Record excerpts —
___
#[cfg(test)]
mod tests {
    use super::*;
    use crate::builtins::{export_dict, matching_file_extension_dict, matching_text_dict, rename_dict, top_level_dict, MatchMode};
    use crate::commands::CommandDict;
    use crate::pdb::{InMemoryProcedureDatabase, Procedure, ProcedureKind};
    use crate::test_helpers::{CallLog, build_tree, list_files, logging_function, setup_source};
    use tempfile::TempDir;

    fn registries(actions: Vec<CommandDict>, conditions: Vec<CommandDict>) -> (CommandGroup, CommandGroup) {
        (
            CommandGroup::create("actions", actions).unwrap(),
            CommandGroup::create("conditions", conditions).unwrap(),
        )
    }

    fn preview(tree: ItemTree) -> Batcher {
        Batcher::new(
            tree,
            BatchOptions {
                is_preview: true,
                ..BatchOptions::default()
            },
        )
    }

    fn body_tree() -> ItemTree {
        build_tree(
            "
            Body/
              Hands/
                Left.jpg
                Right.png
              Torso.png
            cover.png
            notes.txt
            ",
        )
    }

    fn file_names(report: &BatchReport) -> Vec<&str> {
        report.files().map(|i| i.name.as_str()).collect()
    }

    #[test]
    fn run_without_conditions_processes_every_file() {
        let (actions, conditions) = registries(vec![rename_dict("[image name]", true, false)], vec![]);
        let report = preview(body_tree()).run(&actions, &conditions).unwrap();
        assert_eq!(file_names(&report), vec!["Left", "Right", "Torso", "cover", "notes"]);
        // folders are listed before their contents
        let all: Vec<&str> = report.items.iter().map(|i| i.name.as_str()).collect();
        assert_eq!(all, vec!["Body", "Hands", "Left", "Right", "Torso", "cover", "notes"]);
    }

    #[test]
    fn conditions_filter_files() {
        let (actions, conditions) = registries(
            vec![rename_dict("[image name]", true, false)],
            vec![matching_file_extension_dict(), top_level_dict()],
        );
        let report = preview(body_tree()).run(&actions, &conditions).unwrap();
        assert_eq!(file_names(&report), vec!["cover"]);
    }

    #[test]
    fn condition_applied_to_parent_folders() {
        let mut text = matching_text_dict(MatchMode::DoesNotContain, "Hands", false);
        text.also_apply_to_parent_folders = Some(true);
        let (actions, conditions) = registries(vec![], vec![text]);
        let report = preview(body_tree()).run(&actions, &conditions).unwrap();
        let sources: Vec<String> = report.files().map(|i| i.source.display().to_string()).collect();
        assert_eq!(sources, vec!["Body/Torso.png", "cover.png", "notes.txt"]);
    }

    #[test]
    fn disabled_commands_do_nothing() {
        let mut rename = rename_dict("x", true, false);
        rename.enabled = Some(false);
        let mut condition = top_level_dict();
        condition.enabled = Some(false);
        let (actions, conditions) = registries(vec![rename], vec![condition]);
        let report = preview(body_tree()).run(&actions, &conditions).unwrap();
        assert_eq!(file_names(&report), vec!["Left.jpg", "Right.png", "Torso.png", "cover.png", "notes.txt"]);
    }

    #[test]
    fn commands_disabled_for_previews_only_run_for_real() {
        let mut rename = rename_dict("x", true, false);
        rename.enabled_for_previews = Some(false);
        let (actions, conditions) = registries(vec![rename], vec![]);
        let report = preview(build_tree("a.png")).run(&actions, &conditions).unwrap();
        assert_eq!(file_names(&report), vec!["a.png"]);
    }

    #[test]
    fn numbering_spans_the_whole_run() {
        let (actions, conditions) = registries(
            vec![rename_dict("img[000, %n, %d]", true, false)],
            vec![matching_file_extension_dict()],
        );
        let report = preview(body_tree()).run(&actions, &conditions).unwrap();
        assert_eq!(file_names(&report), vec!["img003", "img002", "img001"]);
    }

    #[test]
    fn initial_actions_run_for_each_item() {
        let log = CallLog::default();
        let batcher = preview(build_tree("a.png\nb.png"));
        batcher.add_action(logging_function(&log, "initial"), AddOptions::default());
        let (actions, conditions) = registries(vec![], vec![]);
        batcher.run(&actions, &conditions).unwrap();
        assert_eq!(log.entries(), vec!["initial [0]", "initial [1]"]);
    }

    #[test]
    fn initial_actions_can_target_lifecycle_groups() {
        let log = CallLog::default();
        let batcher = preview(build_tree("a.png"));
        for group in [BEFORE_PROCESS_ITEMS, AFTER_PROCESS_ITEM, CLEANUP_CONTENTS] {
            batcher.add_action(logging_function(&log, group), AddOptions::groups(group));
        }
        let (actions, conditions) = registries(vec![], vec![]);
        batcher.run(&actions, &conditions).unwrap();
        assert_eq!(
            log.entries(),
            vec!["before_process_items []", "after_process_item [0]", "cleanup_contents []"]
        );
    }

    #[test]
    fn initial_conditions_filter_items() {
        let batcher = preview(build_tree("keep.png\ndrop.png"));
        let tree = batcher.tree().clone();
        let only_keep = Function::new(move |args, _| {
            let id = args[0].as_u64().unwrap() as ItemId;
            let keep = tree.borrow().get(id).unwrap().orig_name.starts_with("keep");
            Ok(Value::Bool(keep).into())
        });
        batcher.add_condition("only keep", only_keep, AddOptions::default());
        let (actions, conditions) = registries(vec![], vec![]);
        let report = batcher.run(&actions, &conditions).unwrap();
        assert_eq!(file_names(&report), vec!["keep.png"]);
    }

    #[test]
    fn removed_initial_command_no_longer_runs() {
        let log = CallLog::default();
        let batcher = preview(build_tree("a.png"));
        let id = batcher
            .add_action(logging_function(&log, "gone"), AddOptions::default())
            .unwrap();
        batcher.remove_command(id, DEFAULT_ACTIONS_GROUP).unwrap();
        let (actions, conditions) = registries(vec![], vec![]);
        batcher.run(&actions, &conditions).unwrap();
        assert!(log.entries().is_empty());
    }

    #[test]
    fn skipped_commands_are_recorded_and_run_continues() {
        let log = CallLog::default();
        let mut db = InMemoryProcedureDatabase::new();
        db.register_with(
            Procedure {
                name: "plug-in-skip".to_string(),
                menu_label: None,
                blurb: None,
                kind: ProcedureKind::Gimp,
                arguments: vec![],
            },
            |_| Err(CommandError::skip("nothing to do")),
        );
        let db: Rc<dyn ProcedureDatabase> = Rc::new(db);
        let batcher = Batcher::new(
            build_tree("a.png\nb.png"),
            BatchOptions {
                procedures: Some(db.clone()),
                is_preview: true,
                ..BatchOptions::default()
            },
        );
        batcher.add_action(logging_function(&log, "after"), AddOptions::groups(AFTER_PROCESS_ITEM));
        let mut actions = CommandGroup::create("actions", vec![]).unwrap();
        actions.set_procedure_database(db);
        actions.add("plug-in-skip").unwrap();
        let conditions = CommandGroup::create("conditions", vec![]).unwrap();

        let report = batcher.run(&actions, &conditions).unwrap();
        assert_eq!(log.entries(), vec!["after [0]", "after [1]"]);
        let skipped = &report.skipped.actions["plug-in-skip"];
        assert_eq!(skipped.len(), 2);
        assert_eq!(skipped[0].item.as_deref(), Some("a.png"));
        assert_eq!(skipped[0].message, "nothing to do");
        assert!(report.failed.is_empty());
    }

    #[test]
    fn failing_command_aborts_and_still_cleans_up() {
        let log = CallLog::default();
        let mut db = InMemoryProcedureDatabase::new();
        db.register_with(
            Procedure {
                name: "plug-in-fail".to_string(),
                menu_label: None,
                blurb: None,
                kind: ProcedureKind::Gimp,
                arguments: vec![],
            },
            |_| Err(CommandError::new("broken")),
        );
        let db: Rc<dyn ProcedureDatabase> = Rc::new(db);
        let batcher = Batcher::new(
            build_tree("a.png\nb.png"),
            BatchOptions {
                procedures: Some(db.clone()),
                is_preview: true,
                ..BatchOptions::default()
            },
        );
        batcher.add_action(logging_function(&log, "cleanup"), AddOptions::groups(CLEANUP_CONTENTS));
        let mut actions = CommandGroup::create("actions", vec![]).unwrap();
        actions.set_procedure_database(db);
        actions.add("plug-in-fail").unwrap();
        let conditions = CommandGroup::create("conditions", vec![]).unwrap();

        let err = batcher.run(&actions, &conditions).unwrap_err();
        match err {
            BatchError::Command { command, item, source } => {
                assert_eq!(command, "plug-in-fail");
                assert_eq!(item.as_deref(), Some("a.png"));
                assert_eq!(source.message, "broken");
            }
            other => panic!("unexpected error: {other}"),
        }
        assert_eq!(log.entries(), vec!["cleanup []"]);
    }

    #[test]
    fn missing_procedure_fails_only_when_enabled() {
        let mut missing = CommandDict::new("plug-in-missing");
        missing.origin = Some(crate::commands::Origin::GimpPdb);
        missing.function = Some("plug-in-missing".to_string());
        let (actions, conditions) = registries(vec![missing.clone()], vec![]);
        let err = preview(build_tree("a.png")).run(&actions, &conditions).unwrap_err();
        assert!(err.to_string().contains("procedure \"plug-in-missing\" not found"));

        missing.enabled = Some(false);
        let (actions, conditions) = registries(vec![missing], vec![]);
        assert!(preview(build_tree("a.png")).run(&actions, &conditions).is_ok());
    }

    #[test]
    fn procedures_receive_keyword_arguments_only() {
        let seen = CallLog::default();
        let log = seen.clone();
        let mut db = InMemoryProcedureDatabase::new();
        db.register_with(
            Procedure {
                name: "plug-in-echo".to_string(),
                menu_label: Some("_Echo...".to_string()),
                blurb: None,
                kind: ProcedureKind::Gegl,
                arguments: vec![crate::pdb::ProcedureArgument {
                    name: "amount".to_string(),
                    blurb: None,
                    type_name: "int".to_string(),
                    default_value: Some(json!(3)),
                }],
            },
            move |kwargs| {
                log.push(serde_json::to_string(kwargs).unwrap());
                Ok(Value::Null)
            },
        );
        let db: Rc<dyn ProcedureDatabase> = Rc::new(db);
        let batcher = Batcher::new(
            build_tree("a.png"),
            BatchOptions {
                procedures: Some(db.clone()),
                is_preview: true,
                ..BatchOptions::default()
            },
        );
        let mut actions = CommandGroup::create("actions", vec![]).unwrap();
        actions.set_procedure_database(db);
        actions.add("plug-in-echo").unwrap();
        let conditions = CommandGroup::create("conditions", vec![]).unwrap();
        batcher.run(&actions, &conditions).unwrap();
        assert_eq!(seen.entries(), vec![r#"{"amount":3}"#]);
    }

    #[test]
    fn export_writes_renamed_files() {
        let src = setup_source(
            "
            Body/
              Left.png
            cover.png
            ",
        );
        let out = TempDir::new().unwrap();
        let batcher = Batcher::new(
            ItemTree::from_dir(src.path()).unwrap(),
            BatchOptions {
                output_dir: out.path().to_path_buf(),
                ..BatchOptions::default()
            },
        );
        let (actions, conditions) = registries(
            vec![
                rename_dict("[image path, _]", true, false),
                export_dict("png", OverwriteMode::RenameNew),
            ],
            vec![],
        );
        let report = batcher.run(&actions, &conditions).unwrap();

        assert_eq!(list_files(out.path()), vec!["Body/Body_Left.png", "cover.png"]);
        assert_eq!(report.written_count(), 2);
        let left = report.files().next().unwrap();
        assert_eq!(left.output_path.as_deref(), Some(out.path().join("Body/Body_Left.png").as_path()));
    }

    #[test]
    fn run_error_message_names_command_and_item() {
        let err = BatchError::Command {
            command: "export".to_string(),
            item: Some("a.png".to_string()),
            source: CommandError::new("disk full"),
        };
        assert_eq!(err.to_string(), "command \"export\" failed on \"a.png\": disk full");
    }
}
___
Write out every line of the preceding listing that contains "failed".

Exercise response —
        assert!(report.failed.is_empty());
        assert_eq!(err.to_string(), "command \"export\" failed on \"a.png\": disk full");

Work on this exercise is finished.